───── Data for this task

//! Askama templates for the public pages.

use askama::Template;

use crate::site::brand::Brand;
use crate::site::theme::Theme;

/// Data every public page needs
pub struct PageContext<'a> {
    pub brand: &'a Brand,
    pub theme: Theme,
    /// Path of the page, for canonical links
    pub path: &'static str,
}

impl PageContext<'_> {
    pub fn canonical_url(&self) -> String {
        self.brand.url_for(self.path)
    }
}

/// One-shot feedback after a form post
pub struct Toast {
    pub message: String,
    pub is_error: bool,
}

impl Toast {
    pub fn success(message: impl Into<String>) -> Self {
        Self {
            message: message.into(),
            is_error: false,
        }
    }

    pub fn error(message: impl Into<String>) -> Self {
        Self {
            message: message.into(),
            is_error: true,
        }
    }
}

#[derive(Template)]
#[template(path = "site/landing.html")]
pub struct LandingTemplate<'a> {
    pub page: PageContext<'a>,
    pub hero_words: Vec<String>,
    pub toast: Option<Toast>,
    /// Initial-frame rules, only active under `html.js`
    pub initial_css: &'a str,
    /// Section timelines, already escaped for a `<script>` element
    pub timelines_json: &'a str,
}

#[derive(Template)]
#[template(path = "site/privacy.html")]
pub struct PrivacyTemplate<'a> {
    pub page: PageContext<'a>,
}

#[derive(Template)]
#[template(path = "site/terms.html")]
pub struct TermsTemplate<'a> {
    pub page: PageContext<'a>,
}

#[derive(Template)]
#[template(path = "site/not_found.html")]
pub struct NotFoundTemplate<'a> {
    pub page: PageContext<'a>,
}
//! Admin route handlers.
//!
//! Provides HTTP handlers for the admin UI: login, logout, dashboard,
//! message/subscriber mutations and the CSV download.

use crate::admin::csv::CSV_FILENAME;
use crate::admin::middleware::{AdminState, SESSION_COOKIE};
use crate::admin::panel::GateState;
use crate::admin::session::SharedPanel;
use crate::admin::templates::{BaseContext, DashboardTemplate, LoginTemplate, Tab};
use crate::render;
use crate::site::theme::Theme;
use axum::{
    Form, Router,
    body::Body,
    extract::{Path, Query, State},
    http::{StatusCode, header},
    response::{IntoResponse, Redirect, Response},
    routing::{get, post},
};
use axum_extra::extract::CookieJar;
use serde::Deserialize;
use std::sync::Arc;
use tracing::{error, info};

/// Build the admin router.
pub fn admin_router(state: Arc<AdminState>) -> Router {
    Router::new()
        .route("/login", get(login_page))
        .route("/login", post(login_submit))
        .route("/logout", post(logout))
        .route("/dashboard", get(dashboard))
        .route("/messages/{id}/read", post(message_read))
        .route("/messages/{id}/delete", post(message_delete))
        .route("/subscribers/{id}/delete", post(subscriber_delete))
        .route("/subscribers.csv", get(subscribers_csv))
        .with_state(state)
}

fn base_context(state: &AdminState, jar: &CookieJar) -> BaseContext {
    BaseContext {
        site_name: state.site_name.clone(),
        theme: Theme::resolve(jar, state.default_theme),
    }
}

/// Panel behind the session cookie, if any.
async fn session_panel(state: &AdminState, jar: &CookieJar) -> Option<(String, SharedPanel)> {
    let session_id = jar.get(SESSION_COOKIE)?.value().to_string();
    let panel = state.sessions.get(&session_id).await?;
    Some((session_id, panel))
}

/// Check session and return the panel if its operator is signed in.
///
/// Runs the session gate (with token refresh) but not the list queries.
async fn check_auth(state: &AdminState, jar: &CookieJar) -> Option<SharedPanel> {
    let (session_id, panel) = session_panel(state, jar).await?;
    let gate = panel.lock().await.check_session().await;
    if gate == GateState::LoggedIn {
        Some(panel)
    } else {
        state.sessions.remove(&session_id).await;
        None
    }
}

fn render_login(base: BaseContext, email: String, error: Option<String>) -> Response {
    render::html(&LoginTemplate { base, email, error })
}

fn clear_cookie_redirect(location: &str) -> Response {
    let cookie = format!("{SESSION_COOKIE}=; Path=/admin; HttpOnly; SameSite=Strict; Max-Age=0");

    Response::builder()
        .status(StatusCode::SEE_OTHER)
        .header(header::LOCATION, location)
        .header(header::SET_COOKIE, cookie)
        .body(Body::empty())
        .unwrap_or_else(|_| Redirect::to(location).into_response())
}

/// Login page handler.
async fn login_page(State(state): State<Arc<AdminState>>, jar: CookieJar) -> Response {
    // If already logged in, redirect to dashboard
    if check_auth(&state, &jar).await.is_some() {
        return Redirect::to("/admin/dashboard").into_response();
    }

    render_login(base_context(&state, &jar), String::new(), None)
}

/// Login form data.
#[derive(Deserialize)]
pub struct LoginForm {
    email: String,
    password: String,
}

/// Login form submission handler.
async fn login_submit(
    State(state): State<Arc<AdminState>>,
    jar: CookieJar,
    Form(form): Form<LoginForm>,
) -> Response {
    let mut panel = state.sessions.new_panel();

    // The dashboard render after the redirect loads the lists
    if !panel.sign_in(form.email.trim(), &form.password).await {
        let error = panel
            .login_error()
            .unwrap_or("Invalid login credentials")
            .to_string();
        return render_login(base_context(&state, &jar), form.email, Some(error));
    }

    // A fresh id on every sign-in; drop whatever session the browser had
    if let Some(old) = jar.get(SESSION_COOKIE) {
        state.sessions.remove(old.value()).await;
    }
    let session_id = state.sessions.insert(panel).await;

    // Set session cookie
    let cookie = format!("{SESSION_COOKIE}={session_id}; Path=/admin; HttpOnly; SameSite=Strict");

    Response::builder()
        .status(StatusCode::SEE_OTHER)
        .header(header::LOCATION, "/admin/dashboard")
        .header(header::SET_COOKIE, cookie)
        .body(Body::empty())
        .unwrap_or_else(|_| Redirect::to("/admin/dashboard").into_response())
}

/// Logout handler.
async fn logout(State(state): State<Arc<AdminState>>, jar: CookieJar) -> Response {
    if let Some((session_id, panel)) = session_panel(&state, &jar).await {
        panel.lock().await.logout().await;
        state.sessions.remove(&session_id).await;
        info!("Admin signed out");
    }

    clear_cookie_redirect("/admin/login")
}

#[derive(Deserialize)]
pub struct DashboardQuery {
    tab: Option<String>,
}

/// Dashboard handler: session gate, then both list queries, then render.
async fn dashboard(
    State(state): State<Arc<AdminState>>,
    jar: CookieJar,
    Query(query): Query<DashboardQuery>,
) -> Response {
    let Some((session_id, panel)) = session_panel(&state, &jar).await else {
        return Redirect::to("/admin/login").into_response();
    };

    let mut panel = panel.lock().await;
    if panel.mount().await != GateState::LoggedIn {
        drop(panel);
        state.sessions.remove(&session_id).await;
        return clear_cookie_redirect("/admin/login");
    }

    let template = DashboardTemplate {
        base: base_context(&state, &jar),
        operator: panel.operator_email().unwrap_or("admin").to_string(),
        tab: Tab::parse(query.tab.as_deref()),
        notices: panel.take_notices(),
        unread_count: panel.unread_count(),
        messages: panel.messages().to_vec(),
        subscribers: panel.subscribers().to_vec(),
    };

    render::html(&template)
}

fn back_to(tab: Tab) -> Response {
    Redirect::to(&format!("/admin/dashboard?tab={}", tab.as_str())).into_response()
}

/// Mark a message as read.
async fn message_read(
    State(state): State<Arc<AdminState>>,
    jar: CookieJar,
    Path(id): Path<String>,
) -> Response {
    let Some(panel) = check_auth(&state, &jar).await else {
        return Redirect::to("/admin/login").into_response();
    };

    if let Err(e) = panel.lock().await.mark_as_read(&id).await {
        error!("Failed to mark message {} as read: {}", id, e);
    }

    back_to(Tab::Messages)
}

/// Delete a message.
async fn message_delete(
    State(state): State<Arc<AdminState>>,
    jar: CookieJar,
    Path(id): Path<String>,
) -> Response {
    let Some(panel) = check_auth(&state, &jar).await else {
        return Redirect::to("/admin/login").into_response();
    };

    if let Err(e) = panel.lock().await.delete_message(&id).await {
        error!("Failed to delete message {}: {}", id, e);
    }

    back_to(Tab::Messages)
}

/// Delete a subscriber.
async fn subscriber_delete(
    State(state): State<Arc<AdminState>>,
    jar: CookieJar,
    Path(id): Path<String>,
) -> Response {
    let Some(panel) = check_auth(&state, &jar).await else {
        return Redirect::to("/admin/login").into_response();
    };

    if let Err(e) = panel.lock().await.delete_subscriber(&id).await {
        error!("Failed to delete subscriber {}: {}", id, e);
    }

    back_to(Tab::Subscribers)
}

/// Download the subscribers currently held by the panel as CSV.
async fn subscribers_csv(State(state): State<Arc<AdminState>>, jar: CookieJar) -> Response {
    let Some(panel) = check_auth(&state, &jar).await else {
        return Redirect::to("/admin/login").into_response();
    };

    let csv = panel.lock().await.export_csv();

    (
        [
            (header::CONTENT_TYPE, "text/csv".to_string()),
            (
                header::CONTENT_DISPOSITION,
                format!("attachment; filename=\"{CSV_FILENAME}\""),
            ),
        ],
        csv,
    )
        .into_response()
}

──────────
───── Data for this task

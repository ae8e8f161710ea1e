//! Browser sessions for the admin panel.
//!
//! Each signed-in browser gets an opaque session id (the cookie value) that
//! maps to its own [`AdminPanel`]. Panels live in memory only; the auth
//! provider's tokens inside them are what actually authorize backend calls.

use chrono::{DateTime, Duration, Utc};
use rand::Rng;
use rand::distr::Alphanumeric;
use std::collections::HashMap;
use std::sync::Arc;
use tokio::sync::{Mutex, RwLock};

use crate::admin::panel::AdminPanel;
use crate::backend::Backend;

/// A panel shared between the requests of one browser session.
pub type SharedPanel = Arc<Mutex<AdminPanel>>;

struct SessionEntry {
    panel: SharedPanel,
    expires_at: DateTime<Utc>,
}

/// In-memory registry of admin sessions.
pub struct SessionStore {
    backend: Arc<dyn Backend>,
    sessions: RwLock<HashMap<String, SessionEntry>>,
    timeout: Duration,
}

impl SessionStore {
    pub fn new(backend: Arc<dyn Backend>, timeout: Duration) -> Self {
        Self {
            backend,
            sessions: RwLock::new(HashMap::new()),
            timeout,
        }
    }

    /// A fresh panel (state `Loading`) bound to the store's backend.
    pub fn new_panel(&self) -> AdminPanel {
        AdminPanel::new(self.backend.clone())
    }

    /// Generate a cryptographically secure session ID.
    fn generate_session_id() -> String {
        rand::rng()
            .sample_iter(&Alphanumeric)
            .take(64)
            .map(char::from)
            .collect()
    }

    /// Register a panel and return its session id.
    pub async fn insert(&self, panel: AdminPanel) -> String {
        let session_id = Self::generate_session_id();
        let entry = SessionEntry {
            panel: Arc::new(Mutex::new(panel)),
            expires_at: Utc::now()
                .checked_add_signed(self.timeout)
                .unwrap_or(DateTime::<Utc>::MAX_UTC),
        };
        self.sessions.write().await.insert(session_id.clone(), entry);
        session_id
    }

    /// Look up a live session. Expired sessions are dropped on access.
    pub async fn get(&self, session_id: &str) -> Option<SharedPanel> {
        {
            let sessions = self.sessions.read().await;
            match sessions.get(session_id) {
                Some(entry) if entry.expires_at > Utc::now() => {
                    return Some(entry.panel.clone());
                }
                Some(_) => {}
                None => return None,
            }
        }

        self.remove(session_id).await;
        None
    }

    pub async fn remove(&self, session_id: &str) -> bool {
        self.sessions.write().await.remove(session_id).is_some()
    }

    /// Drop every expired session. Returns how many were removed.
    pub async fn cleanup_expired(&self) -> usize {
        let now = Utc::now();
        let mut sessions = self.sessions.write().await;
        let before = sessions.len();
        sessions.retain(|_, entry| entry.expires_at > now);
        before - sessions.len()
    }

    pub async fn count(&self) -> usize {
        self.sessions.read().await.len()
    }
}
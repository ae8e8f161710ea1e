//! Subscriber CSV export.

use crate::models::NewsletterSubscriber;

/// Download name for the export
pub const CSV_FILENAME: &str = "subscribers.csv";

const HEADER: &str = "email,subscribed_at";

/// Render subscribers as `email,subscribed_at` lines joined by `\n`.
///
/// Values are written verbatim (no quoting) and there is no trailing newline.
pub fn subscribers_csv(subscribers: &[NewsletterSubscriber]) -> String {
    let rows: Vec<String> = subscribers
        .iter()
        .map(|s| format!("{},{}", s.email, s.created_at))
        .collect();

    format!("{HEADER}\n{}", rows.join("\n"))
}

──────────
───── Data for this task

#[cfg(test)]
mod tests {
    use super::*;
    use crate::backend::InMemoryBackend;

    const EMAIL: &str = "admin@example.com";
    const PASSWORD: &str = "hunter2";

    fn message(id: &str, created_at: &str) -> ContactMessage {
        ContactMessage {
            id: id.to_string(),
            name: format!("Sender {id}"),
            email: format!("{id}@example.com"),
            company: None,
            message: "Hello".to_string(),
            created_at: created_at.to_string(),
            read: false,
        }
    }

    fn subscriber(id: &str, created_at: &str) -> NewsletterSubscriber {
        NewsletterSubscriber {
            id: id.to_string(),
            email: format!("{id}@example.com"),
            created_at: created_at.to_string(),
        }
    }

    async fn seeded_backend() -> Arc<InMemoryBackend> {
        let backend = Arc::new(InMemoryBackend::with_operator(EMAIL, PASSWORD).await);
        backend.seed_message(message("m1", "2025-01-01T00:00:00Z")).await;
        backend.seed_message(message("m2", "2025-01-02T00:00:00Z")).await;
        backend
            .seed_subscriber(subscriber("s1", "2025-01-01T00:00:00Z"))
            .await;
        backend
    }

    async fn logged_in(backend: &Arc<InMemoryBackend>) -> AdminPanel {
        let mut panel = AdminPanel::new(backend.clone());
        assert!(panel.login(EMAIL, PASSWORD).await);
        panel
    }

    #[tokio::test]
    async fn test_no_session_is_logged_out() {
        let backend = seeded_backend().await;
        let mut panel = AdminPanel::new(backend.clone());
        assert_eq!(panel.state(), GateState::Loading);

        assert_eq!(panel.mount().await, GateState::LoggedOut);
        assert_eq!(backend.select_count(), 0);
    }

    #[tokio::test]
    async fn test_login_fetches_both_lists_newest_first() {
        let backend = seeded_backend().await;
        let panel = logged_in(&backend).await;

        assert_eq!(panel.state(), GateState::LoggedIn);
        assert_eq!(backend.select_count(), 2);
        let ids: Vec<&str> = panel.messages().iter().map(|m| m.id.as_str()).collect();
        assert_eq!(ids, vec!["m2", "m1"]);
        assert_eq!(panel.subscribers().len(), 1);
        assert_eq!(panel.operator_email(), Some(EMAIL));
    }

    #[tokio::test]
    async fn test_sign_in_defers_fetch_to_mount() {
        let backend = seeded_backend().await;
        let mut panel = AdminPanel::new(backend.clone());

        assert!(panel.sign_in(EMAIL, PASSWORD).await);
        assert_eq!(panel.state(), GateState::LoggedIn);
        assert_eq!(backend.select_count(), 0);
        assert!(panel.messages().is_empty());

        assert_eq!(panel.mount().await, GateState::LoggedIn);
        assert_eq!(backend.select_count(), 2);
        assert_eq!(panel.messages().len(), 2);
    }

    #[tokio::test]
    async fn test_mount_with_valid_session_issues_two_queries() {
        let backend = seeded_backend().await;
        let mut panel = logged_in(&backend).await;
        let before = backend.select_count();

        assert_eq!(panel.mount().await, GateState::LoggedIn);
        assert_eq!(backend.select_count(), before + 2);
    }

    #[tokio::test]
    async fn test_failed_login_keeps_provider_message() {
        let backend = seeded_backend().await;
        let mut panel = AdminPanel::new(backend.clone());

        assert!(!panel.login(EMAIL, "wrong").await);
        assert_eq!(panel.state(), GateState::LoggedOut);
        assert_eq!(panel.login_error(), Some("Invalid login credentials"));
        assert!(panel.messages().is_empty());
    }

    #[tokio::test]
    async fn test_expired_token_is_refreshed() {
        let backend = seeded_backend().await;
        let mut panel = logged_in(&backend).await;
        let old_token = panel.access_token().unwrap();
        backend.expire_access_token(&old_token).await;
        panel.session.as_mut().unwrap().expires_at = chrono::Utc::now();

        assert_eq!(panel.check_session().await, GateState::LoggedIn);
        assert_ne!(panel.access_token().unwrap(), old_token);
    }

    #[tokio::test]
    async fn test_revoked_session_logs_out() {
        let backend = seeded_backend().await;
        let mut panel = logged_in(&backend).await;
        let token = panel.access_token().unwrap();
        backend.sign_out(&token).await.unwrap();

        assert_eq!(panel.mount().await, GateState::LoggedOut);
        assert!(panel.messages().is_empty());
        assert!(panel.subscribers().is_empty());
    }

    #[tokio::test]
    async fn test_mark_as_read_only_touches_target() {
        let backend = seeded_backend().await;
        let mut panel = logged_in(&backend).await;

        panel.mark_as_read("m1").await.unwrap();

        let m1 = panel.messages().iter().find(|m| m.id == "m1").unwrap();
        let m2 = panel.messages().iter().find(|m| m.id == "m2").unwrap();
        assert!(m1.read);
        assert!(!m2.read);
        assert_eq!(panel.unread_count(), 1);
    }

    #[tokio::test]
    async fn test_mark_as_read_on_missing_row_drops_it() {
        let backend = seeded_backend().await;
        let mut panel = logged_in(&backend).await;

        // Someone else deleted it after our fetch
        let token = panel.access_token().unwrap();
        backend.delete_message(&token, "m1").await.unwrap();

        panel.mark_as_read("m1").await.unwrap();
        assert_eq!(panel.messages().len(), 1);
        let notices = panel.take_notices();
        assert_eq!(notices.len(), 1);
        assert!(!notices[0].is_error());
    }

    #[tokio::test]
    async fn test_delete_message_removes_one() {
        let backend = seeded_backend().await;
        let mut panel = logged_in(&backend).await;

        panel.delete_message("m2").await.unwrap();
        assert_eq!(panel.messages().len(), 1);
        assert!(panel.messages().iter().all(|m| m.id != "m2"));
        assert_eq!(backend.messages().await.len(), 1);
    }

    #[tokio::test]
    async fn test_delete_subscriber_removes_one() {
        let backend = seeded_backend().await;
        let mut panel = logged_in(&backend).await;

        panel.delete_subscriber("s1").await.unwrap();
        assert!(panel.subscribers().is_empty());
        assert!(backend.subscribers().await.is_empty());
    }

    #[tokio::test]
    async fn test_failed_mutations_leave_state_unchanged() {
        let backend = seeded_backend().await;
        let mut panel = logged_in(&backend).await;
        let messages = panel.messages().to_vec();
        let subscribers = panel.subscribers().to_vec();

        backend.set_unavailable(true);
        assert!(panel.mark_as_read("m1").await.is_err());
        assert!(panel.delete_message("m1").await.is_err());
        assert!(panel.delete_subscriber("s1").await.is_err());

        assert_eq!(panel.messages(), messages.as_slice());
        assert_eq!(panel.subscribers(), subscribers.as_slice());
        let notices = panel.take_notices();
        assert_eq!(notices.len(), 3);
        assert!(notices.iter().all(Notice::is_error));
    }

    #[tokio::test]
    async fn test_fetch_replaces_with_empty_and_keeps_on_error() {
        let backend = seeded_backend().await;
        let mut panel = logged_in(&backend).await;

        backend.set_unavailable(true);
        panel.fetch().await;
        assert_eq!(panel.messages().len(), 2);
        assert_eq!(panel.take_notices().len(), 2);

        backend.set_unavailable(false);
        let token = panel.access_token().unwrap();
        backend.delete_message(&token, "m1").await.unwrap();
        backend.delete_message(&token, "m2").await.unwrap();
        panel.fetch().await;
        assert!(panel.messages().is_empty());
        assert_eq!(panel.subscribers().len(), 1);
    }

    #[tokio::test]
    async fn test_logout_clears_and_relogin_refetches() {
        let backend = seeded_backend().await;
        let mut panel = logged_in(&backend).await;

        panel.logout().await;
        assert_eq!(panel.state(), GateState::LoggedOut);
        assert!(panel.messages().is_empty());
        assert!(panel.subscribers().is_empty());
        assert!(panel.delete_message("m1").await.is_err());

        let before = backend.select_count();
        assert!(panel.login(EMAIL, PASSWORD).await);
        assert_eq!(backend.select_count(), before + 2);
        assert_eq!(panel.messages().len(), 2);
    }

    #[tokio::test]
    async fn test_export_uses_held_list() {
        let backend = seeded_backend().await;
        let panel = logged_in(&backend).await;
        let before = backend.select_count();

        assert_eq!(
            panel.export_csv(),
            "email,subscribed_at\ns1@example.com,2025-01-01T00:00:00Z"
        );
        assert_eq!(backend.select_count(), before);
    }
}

──────────

### Task instructions
Each line of the entries above that includes the string "SameSite" should be copied out.

### Solution to the problem
    let cookie = format!("{SESSION_COOKIE}=; Path=/admin; HttpOnly; SameSite=Strict; Max-Age=0");
    let cookie = format!("{SESSION_COOKIE}={session_id}; Path=/admin; HttpOnly; SameSite=Strict");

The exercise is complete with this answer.